**GOAL OF THE EXERCISE**
Set down exactly the lines below, starting at the one that contains "pub async fn seed_meters(&self, ids: &[&str])" and ending at the one that contains "pub mod database;", with both of those lines included and nothing else.

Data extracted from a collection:
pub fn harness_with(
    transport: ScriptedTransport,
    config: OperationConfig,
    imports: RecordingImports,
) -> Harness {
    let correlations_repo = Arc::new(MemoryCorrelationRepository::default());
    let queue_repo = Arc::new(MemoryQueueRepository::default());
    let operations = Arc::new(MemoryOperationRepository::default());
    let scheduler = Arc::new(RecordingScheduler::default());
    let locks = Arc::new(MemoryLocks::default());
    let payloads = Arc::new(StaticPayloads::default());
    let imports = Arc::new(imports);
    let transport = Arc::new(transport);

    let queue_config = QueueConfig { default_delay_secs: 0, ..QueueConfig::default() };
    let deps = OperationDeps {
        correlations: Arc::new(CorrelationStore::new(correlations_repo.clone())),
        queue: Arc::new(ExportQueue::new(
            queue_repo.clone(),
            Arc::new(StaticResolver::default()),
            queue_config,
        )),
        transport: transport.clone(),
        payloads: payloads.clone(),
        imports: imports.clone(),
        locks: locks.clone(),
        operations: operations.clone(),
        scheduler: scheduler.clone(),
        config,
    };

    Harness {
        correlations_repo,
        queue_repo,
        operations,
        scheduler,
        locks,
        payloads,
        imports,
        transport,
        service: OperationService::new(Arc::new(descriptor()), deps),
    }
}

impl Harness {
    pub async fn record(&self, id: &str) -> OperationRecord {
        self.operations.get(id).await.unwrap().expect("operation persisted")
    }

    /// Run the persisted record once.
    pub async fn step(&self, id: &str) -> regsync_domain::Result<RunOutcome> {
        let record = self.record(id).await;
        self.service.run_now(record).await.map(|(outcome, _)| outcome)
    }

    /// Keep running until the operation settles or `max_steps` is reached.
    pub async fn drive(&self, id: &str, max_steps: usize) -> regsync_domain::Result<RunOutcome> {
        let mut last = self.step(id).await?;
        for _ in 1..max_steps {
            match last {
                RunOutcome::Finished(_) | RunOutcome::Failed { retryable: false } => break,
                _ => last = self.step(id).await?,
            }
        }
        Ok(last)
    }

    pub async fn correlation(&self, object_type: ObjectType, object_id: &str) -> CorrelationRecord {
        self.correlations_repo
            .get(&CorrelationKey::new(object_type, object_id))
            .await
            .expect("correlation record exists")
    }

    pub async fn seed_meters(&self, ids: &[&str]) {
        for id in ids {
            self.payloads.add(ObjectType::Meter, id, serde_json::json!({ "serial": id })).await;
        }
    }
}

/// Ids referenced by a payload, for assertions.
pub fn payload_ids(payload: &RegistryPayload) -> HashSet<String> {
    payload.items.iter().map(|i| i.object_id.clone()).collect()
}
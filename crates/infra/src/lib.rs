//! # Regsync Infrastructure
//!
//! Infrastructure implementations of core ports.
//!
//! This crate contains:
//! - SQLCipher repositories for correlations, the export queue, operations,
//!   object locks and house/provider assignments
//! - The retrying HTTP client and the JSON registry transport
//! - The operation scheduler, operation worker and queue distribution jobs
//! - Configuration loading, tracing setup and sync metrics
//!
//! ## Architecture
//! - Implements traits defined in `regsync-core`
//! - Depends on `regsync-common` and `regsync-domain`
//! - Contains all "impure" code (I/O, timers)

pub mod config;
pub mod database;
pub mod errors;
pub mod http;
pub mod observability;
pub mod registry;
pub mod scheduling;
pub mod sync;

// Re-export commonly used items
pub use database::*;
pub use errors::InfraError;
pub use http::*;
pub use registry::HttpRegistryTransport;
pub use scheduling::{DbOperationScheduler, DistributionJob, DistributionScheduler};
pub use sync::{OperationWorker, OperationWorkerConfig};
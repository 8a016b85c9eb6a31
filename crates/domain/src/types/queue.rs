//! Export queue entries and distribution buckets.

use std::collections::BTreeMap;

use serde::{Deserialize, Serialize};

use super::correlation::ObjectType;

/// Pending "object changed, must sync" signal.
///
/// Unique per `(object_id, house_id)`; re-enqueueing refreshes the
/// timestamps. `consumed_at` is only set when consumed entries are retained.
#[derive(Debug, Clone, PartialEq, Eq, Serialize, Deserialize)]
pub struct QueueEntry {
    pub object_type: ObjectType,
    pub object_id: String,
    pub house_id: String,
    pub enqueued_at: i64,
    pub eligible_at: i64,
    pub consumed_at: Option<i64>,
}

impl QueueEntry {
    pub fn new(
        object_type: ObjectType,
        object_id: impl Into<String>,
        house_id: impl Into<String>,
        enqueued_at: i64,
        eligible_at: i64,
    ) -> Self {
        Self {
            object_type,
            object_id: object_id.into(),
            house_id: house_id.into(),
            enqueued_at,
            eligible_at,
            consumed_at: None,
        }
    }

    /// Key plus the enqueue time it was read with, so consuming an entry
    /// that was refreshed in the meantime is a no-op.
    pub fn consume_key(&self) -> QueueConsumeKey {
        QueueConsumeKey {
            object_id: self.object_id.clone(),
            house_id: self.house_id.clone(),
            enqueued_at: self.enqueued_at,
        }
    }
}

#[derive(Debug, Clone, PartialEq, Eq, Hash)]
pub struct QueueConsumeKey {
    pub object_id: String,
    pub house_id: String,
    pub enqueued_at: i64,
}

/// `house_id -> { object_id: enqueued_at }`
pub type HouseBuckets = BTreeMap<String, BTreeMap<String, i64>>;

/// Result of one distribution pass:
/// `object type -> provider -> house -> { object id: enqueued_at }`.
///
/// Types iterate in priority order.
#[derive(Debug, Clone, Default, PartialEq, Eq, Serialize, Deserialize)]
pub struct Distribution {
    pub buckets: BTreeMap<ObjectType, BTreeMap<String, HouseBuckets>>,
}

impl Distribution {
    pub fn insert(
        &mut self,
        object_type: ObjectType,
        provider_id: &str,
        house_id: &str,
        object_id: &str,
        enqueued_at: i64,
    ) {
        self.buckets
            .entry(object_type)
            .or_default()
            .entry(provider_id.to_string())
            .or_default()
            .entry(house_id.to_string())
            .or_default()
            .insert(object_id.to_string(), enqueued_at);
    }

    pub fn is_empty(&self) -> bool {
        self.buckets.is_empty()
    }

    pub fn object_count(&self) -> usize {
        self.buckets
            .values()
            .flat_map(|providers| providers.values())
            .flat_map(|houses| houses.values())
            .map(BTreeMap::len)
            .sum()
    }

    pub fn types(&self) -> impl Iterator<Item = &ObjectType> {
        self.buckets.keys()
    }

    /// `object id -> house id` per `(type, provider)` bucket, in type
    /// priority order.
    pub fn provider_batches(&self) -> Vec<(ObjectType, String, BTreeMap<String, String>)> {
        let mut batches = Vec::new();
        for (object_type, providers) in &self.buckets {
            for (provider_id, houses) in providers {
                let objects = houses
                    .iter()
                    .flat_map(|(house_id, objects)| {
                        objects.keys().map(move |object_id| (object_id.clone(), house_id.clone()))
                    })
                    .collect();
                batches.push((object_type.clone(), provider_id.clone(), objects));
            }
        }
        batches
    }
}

**ANSWER BOX**
    pub async fn seed_meters(&self, ids: &[&str]) {
        for id in ids {
            self.payloads.add(ObjectType::Meter, id, serde_json::json!({ "serial": id })).await;
        }
    }
}

/// Ids referenced by a payload, for assertions.
pub fn payload_ids(payload: &RegistryPayload) -> HashSet<String> {
    payload.items.iter().map(|i| i.object_id.clone()).collect()
}
filename crates/infra/src/lib.rs
//! # Regsync Infrastructure
//!
//! Infrastructure implementations of core ports.
//!
//! This crate contains:
//! - SQLCipher repositories for correlations, the export queue, operations,
//!   object locks and house/provider assignments
//! - The retrying HTTP client and the JSON registry transport
//! - The operation scheduler, operation worker and queue distribution jobs
//! - Configuration loading, tracing setup and sync metrics
//!
//! ## Architecture
//! - Implements traits defined in `regsync-core`
//! - Depends on `regsync-common` and `regsync-domain`
//! - Contains all "impure" code (I/O, timers)

pub mod config;
pub mod database;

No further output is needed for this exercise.